História: nascidas da crise
A história das cooperativas vinícolas francesas começa na devastação. Após a epidemia de filoxera que destruiu dois terços das vinhas e a crise de sobreprodução do início do século XX, a primeira cooperativa — a Cave Coopérative de Maraussan — foi fundada em 1901. O princípio era revolucionário: pequenos viticultores com apenas dois ou três hectares partilhavam os custos de vinificação, armazenamento e comercialização. Nos anos 1970, as cooperativas representavam metade de toda a produção vinícola francesa.
A revolução da qualidade
Durante grande parte do século XX, as cooperativas produziam vinho a granel barato. A transformação começou nos anos 1990: redução de rendimentos, investimento em fermentação com temperatura controlada, reestruturação dos pagamentos para recompensar a qualidade em vez da quantidade e contratação de enólogos com formação universitária. Hoje, os vinhos cooperativos obtêm regularmente mais de 90 pontos da crítica internacional e oferecem uma das melhores relações qualidade-preço de França.
Estrelas regionais
O Languedoc-Roussillon continua a ser o coração do movimento, onde as cooperativas produzem 70% da produção regional.
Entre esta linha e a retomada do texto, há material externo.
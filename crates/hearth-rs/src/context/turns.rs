//! Turn segmentation, turn-count trimming and tool-pair repair.
//!
//! A thread's items are read as three zones:
//!
//! ```text
//! [ pinned prefix ][ preamble ][ turn 1 ][ turn 2 ] ... [ turn N ]
//!   system notes     anything    user msg + everything up to the
//!   before the       else before next user msg
//!   first user msg   turn 1
//! ```
//!
//! The pinned prefix (system instruction plus any compaction summary) is
//! never dropped by trimming.

use std::collections::HashMap;

use tracing::{debug, warn};

use crate::{Item, ItemKind};

/// A thread split into its pinned prefix, loose preamble and user turns.
#[derive(Debug, Clone, Default, PartialEq)]
pub struct Segments {
    pub pinned: Vec<Item>,
    pub preamble: Vec<Item>,
    /// Each turn starts with its user message.
    pub turns: Vec<Vec<Item>>,
}

impl Segments {
    /// Flatten back into a single ordered sequence.
    pub fn into_items(self) -> Vec<Item> {
        let mut out = self.pinned;
        out.extend(self.preamble);
        for turn in self.turns {
            out.extend(turn);
        }
        out
    }

    pub fn item_count(&self) -> usize {
        self.pinned.len() + self.preamble.len() + self.turns.iter().map(Vec::len).sum::<usize>()
    }
}

/// Split `items` into pinned prefix, preamble and turns.
pub fn segment(items: Vec<Item>) -> Segments {
    let mut segments = Segments::default();
    let mut in_prefix = true;

    for item in items {
        if item.is_user_message() {
            in_prefix = false;
            segments.turns.push(vec![item]);
        } else if let Some(turn) = segments.turns.last_mut() {
            turn.push(item);
        } else if in_prefix && item.is_system_note() {
            segments.pinned.push(item);
        } else {
            in_prefix = false;
            segments.preamble.push(item);
        }
    }

    segments
}

/// Number of user turns in `items`.
pub fn count_turns(items: &[Item]) -> usize {
    items.iter().filter(|i| i.is_user_message()).count()
}

/// Keep only the most recent `max_turns` user turns.
///
/// When trimming happens the loose preamble goes too; the pinned prefix
/// always stays. A `max_turns` of zero is treated as one, since the newest
/// user message is never dropped. Returns the items unchanged when the turn
/// count is already within the limit.
pub fn trim_turns(items: Vec<Item>, max_turns: usize) -> Vec<Item> {
    let max_turns = max_turns.max(1);
    let mut segments = segment(items);
    let total = segments.turns.len();
    if total <= max_turns {
        return segments.into_items();
    }

    let excess = total - max_turns;
    let dropped_items: usize = segments.preamble.len()
        + segments.turns.iter().take(excess).map(Vec::len).sum::<usize>();
    segments.preamble.clear();
    segments.turns.drain(..excess);
    debug!(
        turns_dropped = excess,
        items_dropped = dropped_items,
        "Trimmed history to {max_turns} turns"
    );
    segments.into_items()
}

/// Reorder and prune tool items so every `tool_call` is immediately followed
/// by its `tool_result`.
///
/// Works per segment (pinned prefix, preamble, each turn). A call claims the
/// first result with the same `call_id` in its segment, and that result is
/// moved directly behind it. Calls without a result, results without a call
/// and duplicates are dropped with a warning. Running this on its own output
/// changes nothing.
pub fn repair_tool_pairs(items: Vec<Item>) -> Vec<Item> {
    let segments = segment(items);
    Segments {
        pinned: repair_segment(segments.pinned),
        preamble: repair_segment(segments.preamble),
        turns: segments.turns.into_iter().map(repair_segment).collect(),
    }
    .into_items()
}

fn repair_segment(items: Vec<Item>) -> Vec<Item> {
    let mut results: Vec<Option<Item>> = Vec::new();
    let mut result_slot: HashMap<String, usize> = HashMap::new();
    let mut rest = Vec::with_capacity(items.len());

    for item in items {
        if item.kind != ItemKind::ToolResult {
            rest.push(item);
            continue;
        }
        match item.call_id.clone() {
            Some(call_id) if !result_slot.contains_key(&call_id) => {
                result_slot.insert(call_id, results.len());
                results.push(Some(item));
            }
            call_id => warn!(?call_id, item_id = %item.id, "Dropping duplicate or uncorrelated tool_result"),
        }
    }

    let mut out = Vec::with_capacity(rest.len() + results.len());
    for item in rest {
        if item.kind != ItemKind::ToolCall {
            out.push(item);
            continue;
        }
        let result = item
            .call_id
            .as_ref()
            .and_then(|id| result_slot.get(id).copied())
            .and_then(|slot| results.get_mut(slot))
            .and_then(Option::take);
        match result {
            Some(result) => {
                out.push(item);
                out.push(result);
            }
            None => warn!(
                call_id = ?item.call_id,
                item_id = %item.id,
                "Dropping tool_call without a matching tool_result"
            ),
        }
    }

    for orphan in results.into_iter().flatten() {
        warn!(call_id = ?orphan.call_id, item_id = %orphan.id, "Dropping tool_result without a matching tool_call");
    }

    out
}

/// Describe every place where the pairing invariant is broken. Empty means
/// the sequence is valid model input.
pub fn pairing_violations(items: &[Item]) -> Vec<String> {
    let mut violations = Vec::new();
    for (idx, item) in items.iter().enumerate() {
        match item.kind {
            ItemKind::ToolCall => {
                let answered = items.get(idx + 1).is_some_and(|next| item.is_answered_by(next));
                if !answered {
                    violations.push(format!(
                        "tool_call {} at {idx} is not followed by its tool_result",
                        item.id
                    ));
                }
            }
            ItemKind::ToolResult => {
                let paired = idx
                    .checked_sub(1)
                    .and_then(|prev| items.get(prev))
                    .is_some_and(|prev| prev.is_answered_by(item));
                if !paired {
                    violations.push(format!(
                        "tool_result {} at {idx} does not directly follow its tool_call",
                        item.id
                    ));
                }
            }
            _ => {}
        }
    }
    violations
}

/// Group items into droppable units: a `tool_call` together with the
/// `tool_result` right after it, or any other single item.
pub fn tool_units(items: Vec<Item>) -> Vec<Vec<Item>> {
    let mut units: Vec<Vec<Item>> = Vec::new();
    for item in items {
        let joins_previous = units
            .last()
            .and_then(|unit| unit.last())
            .is_some_and(|prev| prev.is_answered_by(&item));
        match units.last_mut() {
            Some(unit) if joins_previous => unit.push(item),
            _ => units.push(vec![item]),
        }
    }
    units
}

#[cfg(test)]
mod tests {
    use super::*;

    fn texts(items: &[Item]) -> Vec<String> {
        items.iter().map(|i| i.content.to_text()).collect()
    }

    fn history(turns: usize) -> Vec<Item> {
        let mut items = vec![Item::system_note("system")];
        for n in 1..=turns {
            items.push(Item::user(format!("u{n}")));
            items.push(Item::assistant(format!("a{n}")));
        }
        items
    }

    #[test]
    fn segment_splits_zones() {
        let items = vec![
            Item::system_note("sys"),
            Item::system_note("summary"),
            Item::assistant("greeting"),
            Item::system_note("late note"),
            Item::user("u1"),
            Item::assistant("a1"),
            Item::user("u2"),
        ];
        let segments = segment(items.clone());
        assert_eq!(texts(&segments.pinned), vec!["sys", "summary"]);
        assert_eq!(texts(&segments.preamble), vec!["greeting", "late note"]);
        assert_eq!(segments.turns.len(), 2);
        assert_eq!(segments.item_count(), items.len());
        assert_eq!(segments.into_items(), items);
    }

    #[test]
    fn trim_keeps_most_recent_turns_and_pinned() {
        let trimmed = trim_turns(history(25), 10);
        assert_eq!(count_turns(&trimmed), 10);
        assert_eq!(trimmed[0].content.to_text(), "system");
        assert_eq!(trimmed[1].content.to_text(), "u16");
        assert_eq!(trimmed.last().unwrap().content.to_text(), "a25");
    }

    #[test]
    fn trim_is_idempotent() {
        let once = trim_turns(history(25), 10);
        let twice = trim_turns(once.clone(), 10);
        assert_eq!(once, twice);
    }

    #[test]
    fn trim_within_limit_is_noop() {
        let items = history(3);
        assert_eq!(trim_turns(items.clone(), 10), items);
    }

    #[test]
    fn trim_drops_preamble_when_trimming() {
        let mut items = vec![Item::system_note("sys"), Item::assistant("hello there")];
        items.extend(history(3).into_iter().skip(1));
        let trimmed = trim_turns(items, 2);
        assert_eq!(texts(&trimmed), vec!["sys", "u2", "a2", "u3", "a3"]);
    }

    #[test]
    fn trim_zero_keeps_newest_turn() {
        let trimmed = trim_turns(history(4), 0);
        assert_eq!(texts(&trimmed), vec!["system", "u4", "a4"]);
    }

    #[test]
    fn repair_moves_result_behind_call() {
        let items = vec![
            Item::user("u"),
            Item::tool_call("c1", "search", "{}"),
            Item::assistant("thinking"),
            Item::tool_result("c1", "search", "r1"),
        ];
        let repaired = repair_tool_pairs(items);
        assert_eq!(texts(&repaired), vec!["u", "{}", "r1", "thinking"]);
        assert!(pairing_violations(&repaired).is_empty());
    }

    #[test]
    fn repair_drops_orphans_and_duplicates() {
        let items = vec![
            Item::user("u"),
            Item::tool_call("c1", "search", "call-1"),
            Item::tool_result("c1", "search", "r1"),
            Item::tool_result("c1", "search", "r1-dup"),
            Item::tool_call("c2", "search", "call-2"),
            Item::tool_result("c3", "search", "r3"),
        ];
        let repaired = repair_tool_pairs(items);
        assert_eq!(texts(&repaired), vec!["u", "call-1", "r1"]);
        assert!(pairing_violations(&repaired).is_empty());
    }

    #[test]
    fn repair_does_not_pair_across_turns() {
        let items = vec![
            Item::user("u1"),
            Item::tool_call("c1", "search", "call"),
            Item::user("u2"),
            Item::tool_result("c1", "search", "late"),
        ];
        let repaired = repair_tool_pairs(items);
        assert_eq!(texts(&repaired), vec!["u1", "u2"]);
    }

    #[test]
    fn repair_is_idempotent() {
        let items = vec![
            Item::system_note("sys"),
            Item::user("u"),
            Item::tool_result("c2", "b", "r2"),
            Item::tool_call("c1", "a", "x"),
            Item::tool_call("c2", "b", "y"),
            Item::tool_result("c1", "a", "r1"),
        ];
        let once = repair_tool_pairs(items);
        let twice = repair_tool_pairs(once.clone());
        assert_eq!(once, twice);
        assert_eq!(texts(&once), vec!["sys", "u", "x", "r1", "y", "r2"]);
    }

    #[test]
    fn violations_are_reported() {
        let items = vec![
            Item::user("u"),
            Item::tool_call("c1", "a", "x"),
            Item::assistant("in between"),
            Item::tool_result("c1", "a", "r"),
        ];
        assert_eq!(pairing_violations(&items).len(), 2);
    }

    #[test]
    fn units_group_pairs() {
        let items = vec![
            Item::user("u"),
            Item::tool_call("c1", "a", "x"),
            Item::tool_result("c1", "a", "r"),
            Item::assistant("done"),
        ];
        let units = tool_units(items);
        let sizes: Vec<usize> = units.iter().map(Vec::len).collect();
        assert_eq!(sizes, vec![1, 2, 1]);
    }
}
No Vale do Ródano, a Cave de Tain produz Hermitage e Crozes-Hermitage de referência. Na Alsácia, a Cave de Ribeauvillé (fundada em 1895) elabora Riesling e Gewurztraminer de Grand Cru. A Plaimont Producteurs no Sudoeste guarda castas autóctones raras com mais de 800 viticultores associados.
Guia de compra
Para identificar vinhos cooperativos, procure no rótulo: «Cave Coopérative», «Cave des Vignerons» ou «Les Vignerons de». Dê prioridade a seleções de parcela única, designações Vieilles Vignes e cuvées de prestígio. As cooperativas do sul do Ródano e do Languedoc oferecem os melhores vinhos do dia a dia entre 6 e 10 euros. Para vinhos premium, a Cave de Tain, Plaimont e Cave de Ribeauvillé competem diretamente com quintas privadas ao dobro do preço.